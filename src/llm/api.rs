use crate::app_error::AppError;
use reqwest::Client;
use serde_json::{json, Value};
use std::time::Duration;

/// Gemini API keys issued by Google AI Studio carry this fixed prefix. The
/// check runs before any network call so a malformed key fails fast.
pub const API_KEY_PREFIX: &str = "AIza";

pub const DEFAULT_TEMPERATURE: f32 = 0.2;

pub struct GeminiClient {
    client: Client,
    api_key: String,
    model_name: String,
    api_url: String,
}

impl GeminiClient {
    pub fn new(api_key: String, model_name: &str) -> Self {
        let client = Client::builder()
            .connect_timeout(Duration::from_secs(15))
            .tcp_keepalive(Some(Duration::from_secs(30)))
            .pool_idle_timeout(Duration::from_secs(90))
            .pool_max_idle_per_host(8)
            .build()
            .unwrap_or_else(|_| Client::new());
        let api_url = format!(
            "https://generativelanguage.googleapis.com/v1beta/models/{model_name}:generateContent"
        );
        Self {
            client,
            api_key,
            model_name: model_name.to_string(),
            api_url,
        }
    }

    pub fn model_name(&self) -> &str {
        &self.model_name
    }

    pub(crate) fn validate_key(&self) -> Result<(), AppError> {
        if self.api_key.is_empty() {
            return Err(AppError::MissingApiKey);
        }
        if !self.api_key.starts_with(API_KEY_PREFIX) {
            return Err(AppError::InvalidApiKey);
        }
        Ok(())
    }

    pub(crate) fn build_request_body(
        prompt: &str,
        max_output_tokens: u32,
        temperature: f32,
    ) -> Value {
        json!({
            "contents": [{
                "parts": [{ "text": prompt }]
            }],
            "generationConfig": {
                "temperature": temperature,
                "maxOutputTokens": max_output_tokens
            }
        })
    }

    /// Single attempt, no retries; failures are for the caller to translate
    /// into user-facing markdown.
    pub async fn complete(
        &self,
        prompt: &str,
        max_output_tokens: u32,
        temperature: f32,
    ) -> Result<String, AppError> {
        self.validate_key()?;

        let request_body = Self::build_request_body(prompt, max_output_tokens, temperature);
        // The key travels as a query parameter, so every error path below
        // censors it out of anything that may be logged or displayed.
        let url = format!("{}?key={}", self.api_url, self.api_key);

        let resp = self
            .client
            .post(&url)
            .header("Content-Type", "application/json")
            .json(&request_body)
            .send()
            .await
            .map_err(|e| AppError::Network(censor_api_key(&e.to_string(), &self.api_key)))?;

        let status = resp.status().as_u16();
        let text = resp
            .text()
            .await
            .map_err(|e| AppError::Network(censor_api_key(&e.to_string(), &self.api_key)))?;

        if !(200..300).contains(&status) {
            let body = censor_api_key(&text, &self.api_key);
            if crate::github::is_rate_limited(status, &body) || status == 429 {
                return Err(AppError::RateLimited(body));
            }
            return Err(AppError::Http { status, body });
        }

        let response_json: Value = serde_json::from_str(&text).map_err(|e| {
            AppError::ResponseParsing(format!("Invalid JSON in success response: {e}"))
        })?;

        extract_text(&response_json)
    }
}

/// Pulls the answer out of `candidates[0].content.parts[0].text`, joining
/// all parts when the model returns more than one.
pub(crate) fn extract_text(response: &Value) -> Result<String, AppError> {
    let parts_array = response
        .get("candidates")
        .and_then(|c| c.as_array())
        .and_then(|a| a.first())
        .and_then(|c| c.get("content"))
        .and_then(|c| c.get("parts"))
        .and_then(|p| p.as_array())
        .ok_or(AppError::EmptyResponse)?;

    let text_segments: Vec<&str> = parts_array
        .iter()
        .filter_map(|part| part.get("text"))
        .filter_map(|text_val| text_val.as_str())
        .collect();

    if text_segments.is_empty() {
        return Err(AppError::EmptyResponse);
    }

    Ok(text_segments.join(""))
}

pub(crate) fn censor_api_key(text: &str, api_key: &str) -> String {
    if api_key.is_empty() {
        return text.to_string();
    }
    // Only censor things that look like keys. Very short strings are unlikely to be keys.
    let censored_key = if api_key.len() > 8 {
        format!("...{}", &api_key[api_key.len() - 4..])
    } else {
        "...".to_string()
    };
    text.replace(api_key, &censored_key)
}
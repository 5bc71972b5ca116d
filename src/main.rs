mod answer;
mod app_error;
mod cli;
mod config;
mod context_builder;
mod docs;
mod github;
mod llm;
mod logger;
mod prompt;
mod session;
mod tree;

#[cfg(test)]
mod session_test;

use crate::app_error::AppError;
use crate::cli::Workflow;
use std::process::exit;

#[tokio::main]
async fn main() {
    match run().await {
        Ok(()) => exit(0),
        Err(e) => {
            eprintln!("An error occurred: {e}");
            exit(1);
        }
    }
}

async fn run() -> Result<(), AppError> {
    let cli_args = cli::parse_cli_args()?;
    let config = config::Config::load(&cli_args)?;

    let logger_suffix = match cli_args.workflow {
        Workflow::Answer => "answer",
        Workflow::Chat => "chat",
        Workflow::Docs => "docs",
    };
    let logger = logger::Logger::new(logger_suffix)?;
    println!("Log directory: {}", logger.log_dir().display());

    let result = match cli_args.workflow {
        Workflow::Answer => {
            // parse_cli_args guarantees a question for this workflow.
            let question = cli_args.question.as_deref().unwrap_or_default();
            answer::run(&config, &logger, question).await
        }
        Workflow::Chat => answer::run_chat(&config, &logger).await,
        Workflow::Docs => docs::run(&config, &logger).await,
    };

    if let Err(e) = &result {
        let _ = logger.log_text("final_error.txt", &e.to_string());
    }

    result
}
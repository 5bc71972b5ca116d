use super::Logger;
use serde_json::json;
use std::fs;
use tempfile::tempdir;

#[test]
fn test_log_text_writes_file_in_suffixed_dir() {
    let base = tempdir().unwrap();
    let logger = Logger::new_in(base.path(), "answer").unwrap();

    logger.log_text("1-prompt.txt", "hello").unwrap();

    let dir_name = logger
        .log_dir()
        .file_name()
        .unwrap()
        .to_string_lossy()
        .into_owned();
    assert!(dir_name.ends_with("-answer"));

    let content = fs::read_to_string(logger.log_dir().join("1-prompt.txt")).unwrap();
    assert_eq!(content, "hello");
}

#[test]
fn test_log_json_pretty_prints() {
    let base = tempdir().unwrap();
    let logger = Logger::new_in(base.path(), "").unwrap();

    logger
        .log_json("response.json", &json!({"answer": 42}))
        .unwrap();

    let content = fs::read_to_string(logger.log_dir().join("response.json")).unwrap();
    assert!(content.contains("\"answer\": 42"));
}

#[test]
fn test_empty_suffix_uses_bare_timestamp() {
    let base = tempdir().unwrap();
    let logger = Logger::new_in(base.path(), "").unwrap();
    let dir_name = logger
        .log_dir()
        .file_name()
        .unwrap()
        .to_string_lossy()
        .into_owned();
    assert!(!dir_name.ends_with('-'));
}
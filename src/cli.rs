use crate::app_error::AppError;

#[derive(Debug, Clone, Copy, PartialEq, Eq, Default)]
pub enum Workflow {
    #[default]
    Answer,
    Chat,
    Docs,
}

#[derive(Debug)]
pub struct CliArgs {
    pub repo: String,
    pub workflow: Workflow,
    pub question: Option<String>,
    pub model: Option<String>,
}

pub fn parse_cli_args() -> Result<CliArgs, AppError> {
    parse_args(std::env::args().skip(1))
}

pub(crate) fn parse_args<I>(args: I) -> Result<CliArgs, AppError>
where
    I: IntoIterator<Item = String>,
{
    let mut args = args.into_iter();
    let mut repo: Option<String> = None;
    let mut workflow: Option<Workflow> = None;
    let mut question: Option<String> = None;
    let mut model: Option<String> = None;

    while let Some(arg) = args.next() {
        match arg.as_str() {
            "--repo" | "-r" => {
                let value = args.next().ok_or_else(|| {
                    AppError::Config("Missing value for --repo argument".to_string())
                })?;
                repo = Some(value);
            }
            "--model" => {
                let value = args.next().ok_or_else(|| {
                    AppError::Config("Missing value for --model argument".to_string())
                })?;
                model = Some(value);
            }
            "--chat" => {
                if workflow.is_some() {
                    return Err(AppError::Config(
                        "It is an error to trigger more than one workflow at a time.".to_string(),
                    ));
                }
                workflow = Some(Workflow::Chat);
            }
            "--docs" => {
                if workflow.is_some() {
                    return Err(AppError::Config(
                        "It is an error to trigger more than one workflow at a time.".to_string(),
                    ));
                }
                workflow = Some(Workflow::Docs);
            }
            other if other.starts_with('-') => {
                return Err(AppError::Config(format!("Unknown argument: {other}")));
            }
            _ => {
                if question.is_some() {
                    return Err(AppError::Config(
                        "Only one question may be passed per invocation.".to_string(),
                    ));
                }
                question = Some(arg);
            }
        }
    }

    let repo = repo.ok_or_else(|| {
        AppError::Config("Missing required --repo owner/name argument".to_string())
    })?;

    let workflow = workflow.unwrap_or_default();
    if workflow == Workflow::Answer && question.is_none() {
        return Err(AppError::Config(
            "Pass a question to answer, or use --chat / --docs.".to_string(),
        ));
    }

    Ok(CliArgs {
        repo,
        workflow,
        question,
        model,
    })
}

> **DESCRIPTION OF THE TASK**:
Where a line above contains the string "match", copy that line.

> **YOUR RESPONSE**:
    match run().await {
    let logger_suffix = match cli_args.workflow {
    let result = match cli_args.workflow {
        match arg.as_str() {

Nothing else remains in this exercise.